### What to do
Give the entries again in full. Nothing may be altered.

** Opening Given information block **

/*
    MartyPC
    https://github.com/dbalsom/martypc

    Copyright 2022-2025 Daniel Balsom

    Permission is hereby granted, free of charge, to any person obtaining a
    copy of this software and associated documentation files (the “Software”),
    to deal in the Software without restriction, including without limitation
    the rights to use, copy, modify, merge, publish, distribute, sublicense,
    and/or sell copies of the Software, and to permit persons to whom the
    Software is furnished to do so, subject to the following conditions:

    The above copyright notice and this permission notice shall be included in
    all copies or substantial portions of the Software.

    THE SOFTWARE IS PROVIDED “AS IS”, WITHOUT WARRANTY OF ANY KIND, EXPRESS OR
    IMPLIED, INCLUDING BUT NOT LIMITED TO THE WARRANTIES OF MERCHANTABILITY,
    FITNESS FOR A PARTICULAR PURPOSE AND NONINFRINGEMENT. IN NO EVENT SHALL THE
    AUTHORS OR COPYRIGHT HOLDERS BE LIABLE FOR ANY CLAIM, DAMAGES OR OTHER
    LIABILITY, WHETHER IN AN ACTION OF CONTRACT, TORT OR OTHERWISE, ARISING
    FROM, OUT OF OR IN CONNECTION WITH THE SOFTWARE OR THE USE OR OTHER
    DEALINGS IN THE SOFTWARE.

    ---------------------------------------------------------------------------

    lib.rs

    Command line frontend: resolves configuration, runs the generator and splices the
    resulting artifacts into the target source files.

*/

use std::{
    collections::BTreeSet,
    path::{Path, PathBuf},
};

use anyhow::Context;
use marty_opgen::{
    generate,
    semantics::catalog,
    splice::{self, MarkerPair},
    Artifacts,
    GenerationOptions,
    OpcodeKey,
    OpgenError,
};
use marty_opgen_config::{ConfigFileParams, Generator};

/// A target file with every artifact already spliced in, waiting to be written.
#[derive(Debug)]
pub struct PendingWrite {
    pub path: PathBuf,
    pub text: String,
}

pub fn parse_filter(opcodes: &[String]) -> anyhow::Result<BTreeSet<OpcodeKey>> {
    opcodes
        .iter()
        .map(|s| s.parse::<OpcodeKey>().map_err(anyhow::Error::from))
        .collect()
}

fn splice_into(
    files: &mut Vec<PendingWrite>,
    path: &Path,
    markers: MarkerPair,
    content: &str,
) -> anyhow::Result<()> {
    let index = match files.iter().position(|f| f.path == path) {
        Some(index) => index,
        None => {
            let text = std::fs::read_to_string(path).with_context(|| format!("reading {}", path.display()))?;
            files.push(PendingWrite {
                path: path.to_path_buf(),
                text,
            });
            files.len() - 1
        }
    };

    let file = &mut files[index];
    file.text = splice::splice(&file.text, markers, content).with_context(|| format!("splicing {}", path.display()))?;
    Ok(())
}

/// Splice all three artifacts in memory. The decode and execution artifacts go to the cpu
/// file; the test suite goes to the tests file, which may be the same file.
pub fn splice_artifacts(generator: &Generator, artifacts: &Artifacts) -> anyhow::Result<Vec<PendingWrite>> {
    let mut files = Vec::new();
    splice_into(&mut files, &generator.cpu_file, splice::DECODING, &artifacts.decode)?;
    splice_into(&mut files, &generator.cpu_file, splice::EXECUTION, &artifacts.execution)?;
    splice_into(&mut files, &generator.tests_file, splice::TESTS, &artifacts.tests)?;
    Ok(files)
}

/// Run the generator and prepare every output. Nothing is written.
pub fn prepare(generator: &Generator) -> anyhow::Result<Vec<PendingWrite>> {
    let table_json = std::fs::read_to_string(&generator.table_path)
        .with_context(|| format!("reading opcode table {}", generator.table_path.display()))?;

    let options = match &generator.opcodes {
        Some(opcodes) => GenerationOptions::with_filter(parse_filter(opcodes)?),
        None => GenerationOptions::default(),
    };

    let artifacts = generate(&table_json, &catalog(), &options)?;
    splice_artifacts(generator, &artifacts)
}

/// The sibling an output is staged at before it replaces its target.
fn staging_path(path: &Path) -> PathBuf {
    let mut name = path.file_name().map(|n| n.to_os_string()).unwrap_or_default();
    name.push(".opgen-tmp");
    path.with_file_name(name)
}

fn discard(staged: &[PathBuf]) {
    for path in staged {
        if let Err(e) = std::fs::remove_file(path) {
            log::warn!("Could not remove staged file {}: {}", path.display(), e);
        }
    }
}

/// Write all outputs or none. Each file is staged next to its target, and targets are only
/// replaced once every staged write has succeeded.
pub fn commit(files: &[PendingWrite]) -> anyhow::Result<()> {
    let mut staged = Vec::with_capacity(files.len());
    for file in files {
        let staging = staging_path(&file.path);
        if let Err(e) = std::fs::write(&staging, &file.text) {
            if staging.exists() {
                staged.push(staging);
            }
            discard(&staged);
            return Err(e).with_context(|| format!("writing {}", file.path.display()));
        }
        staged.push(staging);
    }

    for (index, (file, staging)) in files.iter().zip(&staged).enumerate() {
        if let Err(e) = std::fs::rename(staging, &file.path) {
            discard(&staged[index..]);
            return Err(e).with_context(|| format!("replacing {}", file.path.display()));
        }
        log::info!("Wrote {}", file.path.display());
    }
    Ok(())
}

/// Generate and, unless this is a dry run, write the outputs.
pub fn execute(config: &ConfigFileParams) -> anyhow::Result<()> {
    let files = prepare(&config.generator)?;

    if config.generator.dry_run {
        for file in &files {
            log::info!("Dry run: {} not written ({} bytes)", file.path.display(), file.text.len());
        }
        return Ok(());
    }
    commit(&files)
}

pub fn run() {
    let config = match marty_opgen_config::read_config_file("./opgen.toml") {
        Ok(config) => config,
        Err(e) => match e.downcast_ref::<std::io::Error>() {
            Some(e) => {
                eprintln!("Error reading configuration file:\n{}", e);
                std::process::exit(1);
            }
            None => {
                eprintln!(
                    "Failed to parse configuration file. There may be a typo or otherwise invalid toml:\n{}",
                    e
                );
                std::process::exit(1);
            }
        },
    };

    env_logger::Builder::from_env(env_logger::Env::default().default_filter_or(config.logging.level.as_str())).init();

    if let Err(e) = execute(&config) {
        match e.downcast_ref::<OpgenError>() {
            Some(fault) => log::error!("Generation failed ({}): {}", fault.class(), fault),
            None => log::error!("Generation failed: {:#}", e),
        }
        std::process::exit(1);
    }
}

** Closing Given information block **

### Task result
/*
    MartyPC
    https://github.com/dbalsom/martypc

    Copyright 2022-2025 Daniel Balsom

    Permission is hereby granted, free of charge, to any person obtaining a
    copy of this software and associated documentation files (the “Software”),
    to deal in the Software without restriction, including without limitation
    the rights to use, copy, modify, merge, publish, distribute, sublicense,
    and/or sell copies of the Software, and to permit persons to whom the
    Software is furnished to do so, subject to the following conditions:

    The above copyright notice and this permission notice shall be included in
    all copies or substantial portions of the Software.

    THE SOFTWARE IS PROVIDED “AS IS”, WITHOUT WARRANTY OF ANY KIND, EXPRESS OR
    IMPLIED, INCLUDING BUT NOT LIMITED TO THE WARRANTIES OF MERCHANTABILITY,
    FITNESS FOR A PARTICULAR PURPOSE AND NONINFRINGEMENT. IN NO EVENT SHALL THE
    AUTHORS OR COPYRIGHT HOLDERS BE LIABLE FOR ANY CLAIM, DAMAGES OR OTHER
    LIABILITY, WHETHER IN AN ACTION OF CONTRACT, TORT OR OTHERWISE, ARISING
    FROM, OUT OF OR IN CONNECTION WITH THE SOFTWARE OR THE USE OR OTHER
    DEALINGS IN THE SOFTWARE.

    ---------------------------------------------------------------------------

    lib.rs

    Command line frontend: resolves configuration, runs the generator and splices the
    resulting artifacts into the target source files.

*/

use std::{
    collections::BTreeSet,
    path::{Path, PathBuf},
};

use anyhow::Context;
use marty_opgen::{
    generate,
    semantics::catalog,
    splice::{self, MarkerPair},
    Artifacts,
    GenerationOptions,
    OpcodeKey,
    OpgenError,
};
use marty_opgen_config::{ConfigFileParams, Generator};

/// A target file with every artifact already spliced in, waiting to be written.
#[derive(Debug)]
pub struct PendingWrite {
    pub path: PathBuf,
    pub text: String,
}

pub fn parse_filter(opcodes: &[String]) -> anyhow::Result<BTreeSet<OpcodeKey>> {
    opcodes
        .iter()
        .map(|s| s.parse::<OpcodeKey>().map_err(anyhow::Error::from))
        .collect()
}

fn splice_into(
    files: &mut Vec<PendingWrite>,
    path: &Path,
    markers: MarkerPair,
    content: &str,
) -> anyhow::Result<()> {
    let index = match files.iter().position(|f| f.path == path) {
        Some(index) => index,
        None => {
            let text = std::fs::read_to_string(path).with_context(|| format!("reading {}", path.display()))?;
            files.push(PendingWrite {
                path: path.to_path_buf(),
                text,
            });
            files.len() - 1
        }
    };

    let file = &mut files[index];
    file.text = splice::splice(&file.text, markers, content).with_context(|| format!("splicing {}", path.display()))?;
    Ok(())
}

/// Splice all three artifacts in memory. The decode and execution artifacts go to the cpu
/// file; the test suite goes to the tests file, which may be the same file.
pub fn splice_artifacts(generator: &Generator, artifacts: &Artifacts) -> anyhow::Result<Vec<PendingWrite>> {
    let mut files = Vec::new();
    splice_into(&mut files, &generator.cpu_file, splice::DECODING, &artifacts.decode)?;
    splice_into(&mut files, &generator.cpu_file, splice::EXECUTION, &artifacts.execution)?;
    splice_into(&mut files, &generator.tests_file, splice::TESTS, &artifacts.tests)?;
    Ok(files)
}

/// Run the generator and prepare every output. Nothing is written.
pub fn prepare(generator: &Generator) -> anyhow::Result<Vec<PendingWrite>> {
    let table_json = std::fs::read_to_string(&generator.table_path)
        .with_context(|| format!("reading opcode table {}", generator.table_path.display()))?;

    let options = match &generator.opcodes {
        Some(opcodes) => GenerationOptions::with_filter(parse_filter(opcodes)?),
        None => GenerationOptions::default(),
    };

    let artifacts = generate(&table_json, &catalog(), &options)?;
    splice_artifacts(generator, &artifacts)
}

/// The sibling an output is staged at before it replaces its target.
fn staging_path(path: &Path) -> PathBuf {
    let mut name = path.file_name().map(|n| n.to_os_string()).unwrap_or_default();
    name.push(".opgen-tmp");
    path.with_file_name(name)
}

fn discard(staged: &[PathBuf]) {
    for path in staged {
        if let Err(e) = std::fs::remove_file(path) {
            log::warn!("Could not remove staged file {}: {}", path.display(), e);
        }
    }
}

/// Write all outputs or none. Each file is staged next to its target, and targets are only
/// replaced once every staged write has succeeded.
pub fn commit(files: &[PendingWrite]) -> anyhow::Result<()> {
    let mut staged = Vec::with_capacity(files.len());
    for file in files {
        let staging = staging_path(&file.path);
        if let Err(e) = std::fs::write(&staging, &file.text) {
            if staging.exists() {
                staged.push(staging);
            }
            discard(&staged);
            return Err(e).with_context(|| format!("writing {}", file.path.display()));
        }
        staged.push(staging);
    }

    for (index, (file, staging)) in files.iter().zip(&staged).enumerate() {
        if let Err(e) = std::fs::rename(staging, &file.path) {
            discard(&staged[index..]);
            return Err(e).with_context(|| format!("replacing {}", file.path.display()));
        }
        log::info!("Wrote {}", file.path.display());
    }
    Ok(())
}

/// Generate and, unless this is a dry run, write the outputs.
pub fn execute(config: &ConfigFileParams) -> anyhow::Result<()> {
    let files = prepare(&config.generator)?;

    if config.generator.dry_run {
        for file in &files {
            log::info!("Dry run: {} not written ({} bytes)", file.path.display(), file.text.len());
        }
        return Ok(());
    }
    commit(&files)
}

pub fn run() {
    let config = match marty_opgen_config::read_config_file("./opgen.toml") {
        Ok(config) => config,
        Err(e) => match e.downcast_ref::<std::io::Error>() {
            Some(e) => {
                eprintln!("Error reading configuration file:\n{}", e);
                std::process::exit(1);
            }
            None => {
                eprintln!(
                    "Failed to parse configuration file. There may be a typo or otherwise invalid toml:\n{}",
                    e
                );
                std::process::exit(1);
            }
        },
    };

    env_logger::Builder::from_env(env_logger::Env::default().default_filter_or(config.logging.level.as_str())).init();

    if let Err(e) = execute(&config) {
        match e.downcast_ref::<OpgenError>() {
            Some(fault) => log::error!("Generation failed ({}): {}", fault.class(), fault),
            None => log::error!("Generation failed: {:#}", e),
        }
        std::process::exit(1);
    }
}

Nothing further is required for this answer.